## Provided entries
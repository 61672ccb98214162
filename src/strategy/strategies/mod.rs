pub(crate) mod alternating_chains;
pub(crate) mod bivalue_oddagon;
pub(crate) mod guardian;
mod prelude;
pub(crate) mod rectangles;

use super::{StepCollector, StrategySolver};
use crate::errors::Unsolvable;

/// The techniques a [`StrategySolver`] can search for.
///
/// This can be used with [`StrategySolver::find_all`] and [`StrategySolver::find_first`].
#[derive(Debug, Clone, Copy, PartialEq, Eq, PartialOrd, Ord, Hash)]
#[cfg_attr(feature = "serde", derive(serde::Serialize, serde::Deserialize))]
#[cfg_attr(test, derive(strum_macros::EnumIter))]
pub enum Strategy {
    /// Unique rectangles with all extra candidates in one cell
    UniqueRectangles,
    /// Avoidable rectangles with all extra candidates in one cell
    AvoidableRectangles,
    /// X-Chains, AICs and discontinuous nice loops over the link graph
    AlternatingInferenceChains,
    /// Odd loops through cells holding the same two digits
    BivalueOddagon,
    /// Odd loops of a single digit
    Guardian,
}

impl Strategy {
    /// Every strategy, roughly by increasing difficulty
    pub const ALL: &'static [Strategy] = &[
        Strategy::UniqueRectangles,
        Strategy::AvoidableRectangles,
        Strategy::AlternatingInferenceChains,
        Strategy::BivalueOddagon,
        Strategy::Guardian,
    ];

    pub(crate) fn deduce(self, solver: &mut StrategySolver, collector: &mut StepCollector) -> Result<(), Unsolvable> {
        use self::Strategy::*;
        match self {
            UniqueRectangles => solver.find_unique_rectangles(collector),
            AvoidableRectangles => solver.find_avoidable_rectangles(collector),
            AlternatingInferenceChains => solver.find_alternating_chains(collector),
            BivalueOddagon => solver.find_bivalue_oddagons(collector),
            Guardian => solver.find_guardians(collector),
        }
    }
}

## What is required
Exactly as written, please output every entry.

## Task response
repository 61672ccb98214162
filename src/strategy/strategies/mod.rs
pub(crate) mod alternating_chains;
pub(crate) mod bivalue_oddagon;
pub(crate) mod guardian;
mod prelude;
pub(crate) mod rectangles;

use super::{StepCollector, StrategySolver};
use crate::errors::Unsolvable;

/// The techniques a [`StrategySolver`] can search for.
///
/// This can be used with [`StrategySolver::find_all`] and [`StrategySolver::find_first`].
#[derive(Debug, Clone, Copy, PartialEq, Eq, PartialOrd, Ord, Hash)]
#[cfg_attr(feature = "serde", derive(serde::Serialize, serde::Deserialize))]
#[cfg_attr(test, derive(strum_macros::EnumIter))]
pub enum Strategy {
    /// Unique rectangles with all extra candidates in one cell
    UniqueRectangles,
    /// Avoidable rectangles with all extra candidates in one cell
    AvoidableRectangles,
    /// X-Chains, AICs and discontinuous nice loops over the link graph
    AlternatingInferenceChains,
    /// Odd loops through cells holding the same two digits
    BivalueOddagon,
    /// Odd loops of a single digit
    Guardian,
}

impl Strategy {
    /// Every strategy, roughly by increasing difficulty
    pub const ALL: &'static [Strategy] = &[
        Strategy::UniqueRectangles,
        Strategy::AvoidableRectangles,
        Strategy::AlternatingInferenceChains,
        Strategy::BivalueOddagon,
        Strategy::Guardian,
    ];

    pub(crate) fn deduce(self, solver: &mut StrategySolver, collector: &mut StepCollector) -> Result<(), Unsolvable> {
        use self::Strategy::*;
        match self {
            UniqueRectangles => solver.find_unique_rectangles(collector),
            AvoidableRectangles => solver.find_avoidable_rectangles(collector),
            AlternatingInferenceChains => solver.find_alternating_chains(collector),
            BivalueOddagon => solver.find_bivalue_oddagons(collector),
            Guardian => solver.find_guardians(collector),
        }
    }
}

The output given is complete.